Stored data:
□ □ □ □ □ □ □

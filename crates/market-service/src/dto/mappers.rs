//! Entity to DTO mappers
//!
//! Implements `From` conversions from domain entities to response DTOs, and the
//! seller form parsing.

use chrono::Utc;

use market_core::entities::{
    Listing, ListingStatus, User, DEFAULT_PLATFORM, MAX_LISTING_IMAGES,
};
use market_core::RecordId;

use super::requests::SellerForm;
use super::responses::PublicUserResponse;

// ============================================================================
// User Mappers
// ============================================================================

impl From<&User> for PublicUserResponse {
    fn from(user: &User) -> Self {
        Self {
            id: user.id,
            username: user.username.clone(),
        }
    }
}

impl From<User> for PublicUserResponse {
    fn from(user: User) -> Self {
        Self::from(&user)
    }
}

// ============================================================================
// Seller Form
// ============================================================================

/// Leading unsigned integer of a form field
///
/// No leading digits reads as 0; a digit run too large for `u64` saturates.
pub fn lenient_count(raw: &str) -> u64 {
    let trimmed = raw.trim().trim_start_matches('+');
    let digits: String = trimmed.chars().take_while(char::is_ascii_digit).collect();
    if digits.is_empty() {
        return 0;
    }
    digits.parse().unwrap_or(u64::MAX)
}

/// Leading decimal number of a form field; anything unparsable (or negative) is 0
pub fn lenient_rate(raw: &str) -> f64 {
    let trimmed = raw.trim();
    let mut end = 0;
    let mut seen_dot = false;
    for (i, c) in trimmed.char_indices() {
        match c {
            '0'..='9' => end = i + 1,
            '.' if !seen_dot => seen_dot = true,
            _ => break,
        }
    }
    let value = trimmed[..end].parse::<f64>().unwrap_or(0.0);
    if value.is_finite() && value > 0.0 {
        value
    } else {
        0.0
    }
}

impl SellerForm {
    /// Turn the form into a listing owned by `seller_id`
    pub fn into_listing(self, id: RecordId, seller_id: RecordId) -> Listing {
        let platform = self
            .platform
            .map(|p| p.trim().to_string())
            .filter(|p| !p.is_empty())
            .unwrap_or_else(|| DEFAULT_PLATFORM.to_string());

        let mut images = self.images;
        images.retain(|img| !img.trim().is_empty());
        images.truncate(MAX_LISTING_IMAGES);

        Listing {
            id,
            seller_id,
            platform,
            username: self.username.trim().trim_start_matches('@').to_string(),
            followers: lenient_count(&self.followers),
            following: lenient_count(&self.following),
            likes: lenient_count(&self.likes),
            videos: lenient_count(&self.videos),
            region: self.region.trim().to_string(),
            content_category: self.content_category.trim().to_string(),
            price: lenient_count(&self.price),
            description: self.description.trim().to_string(),
            verification_status: self.verification_status,
            account_age: self.account_age.trim().to_string(),
            engagement_rate: lenient_rate(&self.engagement_rate),
            images,
            email: self.email.trim().to_string(),
            phone: self
                .phone
                .map(|p| p.trim().to_string())
                .filter(|p| !p.is_empty()),
            status: ListingStatus::Pending,
            created_at: Utc::now(),
        }
    }
}
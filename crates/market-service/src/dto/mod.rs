//! Data transfer objects for service requests and responses
//!
//! This module provides:
//! - Request DTOs with validation for user input
//! - Response DTOs for display layers
//! - Mappers for converting domain entities to DTOs

pub mod mappers;
pub mod requests;
pub mod responses;

pub use requests::{
    ConfirmCodeRequest, CreateBroadcastRequest, RequestCodeRequest, SellerForm,
    SendMessageRequest,
};

pub use responses::{
    ChatSummary, CodeRequestResponse, DashboardStats, PublicUserResponse,
};

pub use mappers::{lenient_count, lenient_rate};
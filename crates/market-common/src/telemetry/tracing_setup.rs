//! Tracing and logging setup
//!
//! Configures the `tracing` subscriber with environment-based filtering.
//! `RUST_LOG` always wins over the configured level.

use tracing::{Level, Subscriber};
use tracing_subscriber::{
    fmt::{self, format::FmtSpan},
    layer::SubscriberExt,
    registry::LookupSpan,
    util::SubscriberInitExt,
    EnvFilter, Layer,
};

use crate::config::Environment;

/// Tracing configuration options
#[derive(Debug, Clone)]
pub struct TracingConfig {
    /// Log level filter (e.g., "info", "debug", "trace")
    pub level: Level,
    /// Extra filter directives appended to the level (e.g. "market_store=trace")
    pub directives: Vec<String>,
    /// Enable JSON output format
    pub json: bool,
    /// Include span events (new, close)
    pub span_events: bool,
    /// Include file and line numbers
    pub file_line: bool,
    /// Include thread names
    pub thread_names: bool,
}

impl Default for TracingConfig {
    fn default() -> Self {
        Self {
            level: Level::INFO,
            directives: Vec::new(),
            json: false,
            span_events: false,
            file_line: true,
            thread_names: false,
        }
    }
}

impl TracingConfig {
    /// Create a development configuration with debug logging
    #[must_use]
    pub fn development() -> Self {
        Self {
            level: Level::DEBUG,
            directives: Vec::new(),
            json: false,
            span_events: true,
            file_line: true,
            thread_names: true,
        }
    }

    /// Create a production configuration with JSON logging
    #[must_use]
    pub fn production() -> Self {
        Self {
            level: Level::INFO,
            directives: Vec::new(),
            json: true,
            span_events: false,
            file_line: false,
            thread_names: false,
        }
    }

    /// Pick the preset matching the deployment environment
    #[must_use]
    pub fn for_environment(env: Environment) -> Self {
        match env {
            Environment::Production => Self::production(),
            Environment::Staging => Self::default(),
            Environment::Development => Self::development(),
        }
    }

    #[must_use]
    pub fn with_directive(mut self, directive: impl Into<String>) -> Self {
        self.directives.push(directive.into());
        self
    }

    fn env_filter(&self) -> EnvFilter {
        EnvFilter::try_from_default_env().unwrap_or_else(|_| {
            let mut spec = self.level.to_string().to_lowercase();
            for directive in &self.directives {
                spec.push(',');
                spec.push_str(directive);
            }
            EnvFilter::new(spec)
        })
    }

    fn span_events(&self) -> FmtSpan {
        if self.span_events {
            FmtSpan::NEW | FmtSpan::CLOSE
        } else {
            FmtSpan::NONE
        }
    }

    fn fmt_layer<S>(&self) -> Box<dyn Layer<S> + Send + Sync>
    where
        S: Subscriber + for<'a> LookupSpan<'a>,
    {
        let layer = fmt::layer()
            .with_file(self.file_line)
            .with_line_number(self.file_line)
            .with_thread_names(self.thread_names)
            .with_span_events(self.span_events());

        if self.json {
            layer.json().boxed()
        } else {
            layer.boxed()
        }
    }
}

/// Initialize the tracing subscriber with default configuration
///
/// Uses `RUST_LOG` environment variable for filtering if set,
/// otherwise defaults to "info" level.
///
/// # Panics
/// Panics if the subscriber cannot be initialized (usually means it's already set).
pub fn init_tracing() {
    init_tracing_with_config(TracingConfig::default());
}

/// Initialize the tracing subscriber with custom configuration
///
/// # Panics
/// Panics if the subscriber cannot be initialized (usually means it's already set).
pub fn init_tracing_with_config(config: TracingConfig) {
    tracing_subscriber::registry()
        .with(config.env_filter())
        .with(config.fmt_layer())
        .init();
}

/// Try to initialize tracing, returning an error if a subscriber is already set
///
/// Unlike `init_tracing`, this function will not panic if called multiple times.
pub fn try_init_tracing() -> Result<(), TracingError> {
    try_init_tracing_with_config(TracingConfig::default())
}

/// Try to initialize tracing with custom configuration
pub fn try_init_tracing_with_config(config: TracingConfig) -> Result<(), TracingError> {
    tracing_subscriber::registry()
        .with(config.env_filter())
        .with(config.fmt_layer())
        .try_init()
        .map_err(|_| TracingError::AlreadyInitialized)
}

/// Tracing initialization errors
#[derive(Debug, thiserror::Error)]
pub enum TracingError {
    #[error("Tracing subscriber already initialized")]
    AlreadyInitialized,
}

□ □ □ □ □ □ □

Copy the records above, keeping every word the same.

YOUR SOLUTION:
filename crates/market-service/src/dto/mappers.rs
//! Entity to DTO mappers
//!
//! Implements `From` conversions from domain entities to response DTOs, and the
//! seller form parsing.

use chrono::Utc;

use market_core::entities::{
    Listing, ListingStatus, User, DEFAULT_PLATFORM, MAX_LISTING_IMAGES,
};
use market_core::RecordId;

use super::requests::SellerForm;
use super::responses::PublicUserResponse;

// ============================================================================
// User Mappers
// ============================================================================

impl From<&User> for PublicUserResponse {
    fn from(user: &User) -> Self {
        Self {
            id: user.id,
            username: user.username.clone(),
        }
    }
}

impl From<User> for PublicUserResponse {
    fn from(user: User) -> Self {
        Self::from(&user)
    }
}

// ============================================================================
// Seller Form
// ============================================================================

/// Leading unsigned integer of a form field
///
/// No leading digits reads as 0; a digit run too large for `u64` saturates.
pub fn lenient_count(raw: &str) -> u64 {
    let trimmed = raw.trim().trim_start_matches('+');
    let digits: String = trimmed.chars().take_while(char::is_ascii_digit).collect();
    if digits.is_empty() {
        return 0;
    }
    digits.parse().unwrap_or(u64::MAX)
}

/// Leading decimal number of a form field; anything unparsable (or negative) is 0
pub fn lenient_rate(raw: &str) -> f64 {
    let trimmed = raw.trim();
    let mut end = 0;
    let mut seen_dot = false;
    for (i, c) in trimmed.char_indices() {
        match c {
            '0'..='9' => end = i + 1,
            '.' if !seen_dot => seen_dot = true,
            _ => break,
        }
    }
    let value = trimmed[..end].parse::<f64>().unwrap_or(0.0);
    if value.is_finite() && value > 0.0 {
        value
    } else {
        0.0
    }
}

impl SellerForm {
    /// Turn the form into a listing owned by `seller_id`
    pub fn into_listing(self, id: RecordId, seller_id: RecordId) -> Listing {
        let platform = self
            .platform
            .map(|p| p.trim().to_string())
            .filter(|p| !p.is_empty())
            .unwrap_or_else(|| DEFAULT_PLATFORM.to_string());

        let mut images = self.images;
        images.retain(|img| !img.trim().is_empty());
        images.truncate(MAX_LISTING_IMAGES);

        Listing {
            id,
            seller_id,
            platform,
            username: self.username.trim().trim_start_matches('@').to_string(),
            followers: lenient_count(&self.followers),
            following: lenient_count(&self.following),
            likes: lenient_count(&self.likes),
            videos: lenient_count(&self.videos),
            region: self.region.trim().to_string(),
            content_category: self.content_category.trim().to_string(),
            price: lenient_count(&self.price),
            description: self.description.trim().to_string(),
            verification_status: self.verification_status,
            account_age: self.account_age.trim().to_string(),
            engagement_rate: lenient_rate(&self.engagement_rate),
            images,
            email: self.email.trim().to_string(),
            phone: self
                .phone
                .map(|p| p.trim().to_string())
                .filter(|p| !p.is_empty()),
            status: ListingStatus::Pending,
            created_at: Utc::now(),
        }
    }
}
filename crates/market-service/src/dto/mod.rs
//! Data transfer objects for service requests and responses
//!
//! This module provides:
//! - Request DTOs with validation for user input
//! - Response DTOs for display layers
//! - Mappers for converting domain entities to DTOs

pub mod mappers;
pub mod requests;
pub mod responses;

pub use requests::{
    ConfirmCodeRequest, CreateBroadcastRequest, RequestCodeRequest, SellerForm,
    SendMessageRequest,
};

pub use responses::{
    ChatSummary, CodeRequestResponse, DashboardStats, PublicUserResponse,
};

pub use mappers::{lenient_count, lenient_rate};
filename crates/market-common/src/telemetry/tracing_setup.rs
//! Tracing and logging setup
//!
//! Configures the `tracing` subscriber with environment-based filtering.
//! `RUST_LOG` always wins over the configured level.

use tracing::{Level, Subscriber};
use tracing_subscriber::{
    fmt::{self, format::FmtSpan},
    layer::SubscriberExt,
    registry::LookupSpan,
    util::SubscriberInitExt,
    EnvFilter, Layer,
};

use crate::config::Environment;

/// Tracing configuration options
#[derive(Debug, Clone)]
pub struct TracingConfig {
    /// Log level filter (e.g., "info", "debug", "trace")
    pub level: Level,
    /// Extra filter directives appended to the level (e.g. "market_store=trace")
    pub directives: Vec<String>,
    /// Enable JSON output format
    pub json: bool,
    /// Include span events (new, close)
    pub span_events: bool,
    /// Include file and line numbers
    pub file_line: bool,
    /// Include thread names
    pub thread_names: bool,
}

impl Default for TracingConfig {
    fn default() -> Self {
        Self {
            level: Level::INFO,
            directives: Vec::new(),
            json: false,
            span_events: false,
            file_line: true,
            thread_names: false,
        }
    }
}

impl TracingConfig {
    /// Create a development configuration with debug logging
    #[must_use]
    pub fn development() -> Self {
        Self {
            level: Level::DEBUG,
            directives: Vec::new(),
            json: false,
            span_events: true,
            file_line: true,
            thread_names: true,
        }
    }

    /// Create a production configuration with JSON logging
    #[must_use]
    pub fn production() -> Self {
        Self {
            level: Level::INFO,
            directives: Vec::new(),
            json: true,
            span_events: false,
            file_line: false,
            thread_names: false,
        }
    }

    /// Pick the preset matching the deployment environment
    #[must_use]
    pub fn for_environment(env: Environment) -> Self {
        match env {
            Environment::Production => Self::production(),
            Environment::Staging => Self::default(),
            Environment::Development => Self::development(),
        }
    }

    #[must_use]
    pub fn with_directive(mut self, directive: impl Into<String>) -> Self {
        self.directives.push(directive.into());
        self
    }

    fn env_filter(&self) -> EnvFilter {
        EnvFilter::try_from_default_env().unwrap_or_else(|_| {
            let mut spec = self.level.to_string().to_lowercase();
            for directive in &self.directives {
                spec.push(',');
                spec.push_str(directive);
            }
            EnvFilter::new(spec)
        })
    }

    fn span_events(&self) -> FmtSpan {
        if self.span_events {
            FmtSpan::NEW | FmtSpan::CLOSE
        } else {
            FmtSpan::NONE
        }
    }

    fn fmt_layer<S>(&self) -> Box<dyn Layer<S> + Send + Sync>
    where
        S: Subscriber + for<'a> LookupSpan<'a>,
    {
        let layer = fmt::layer()
            .with_file(self.file_line)
            .with_line_number(self.file_line)
            .with_thread_names(self.thread_names)
            .with_span_events(self.span_events());

        if self.json {
            layer.json().boxed()
        } else {
            layer.boxed()
        }
    }
}

/// Initialize the tracing subscriber with default configuration
///
/// Uses `RUST_LOG` environment variable for filtering if set,
/// otherwise defaults to "info" level.
///
/// # Panics
/// Panics if the subscriber cannot be initialized (usually means it's already set).
pub fn init_tracing() {
    init_tracing_with_config(TracingConfig::default());
}

/// Initialize the tracing subscriber with custom configuration
///
/// # Panics
/// Panics if the subscriber cannot be initialized (usually means it's already set).
pub fn init_tracing_with_config(config: TracingConfig) {
    tracing_subscriber::registry()
        .with(config.env_filter())
        .with(config.fmt_layer())
        .init();
}

/// Try to initialize tracing, returning an error if a subscriber is already set
///
/// Unlike `init_tracing`, this function will not panic if called multiple times.
pub fn try_init_tracing() -> Result<(), TracingError> {
    try_init_tracing_with_config(TracingConfig::default())
}

/// Try to initialize tracing with custom configuration
pub fn try_init_tracing_with_config(config: TracingConfig) -> Result<(), TracingError> {
    tracing_subscriber::registry()
        .with(config.env_filter())
        .with(config.fmt_layer())
        .try_init()
        .map_err(|_| TracingError::AlreadyInitialized)
}

/// Tracing initialization errors
#[derive(Debug, thiserror::Error)]
pub enum TracingError {
    #[error("Tracing subscriber already initialized")]
    AlreadyInitialized,
}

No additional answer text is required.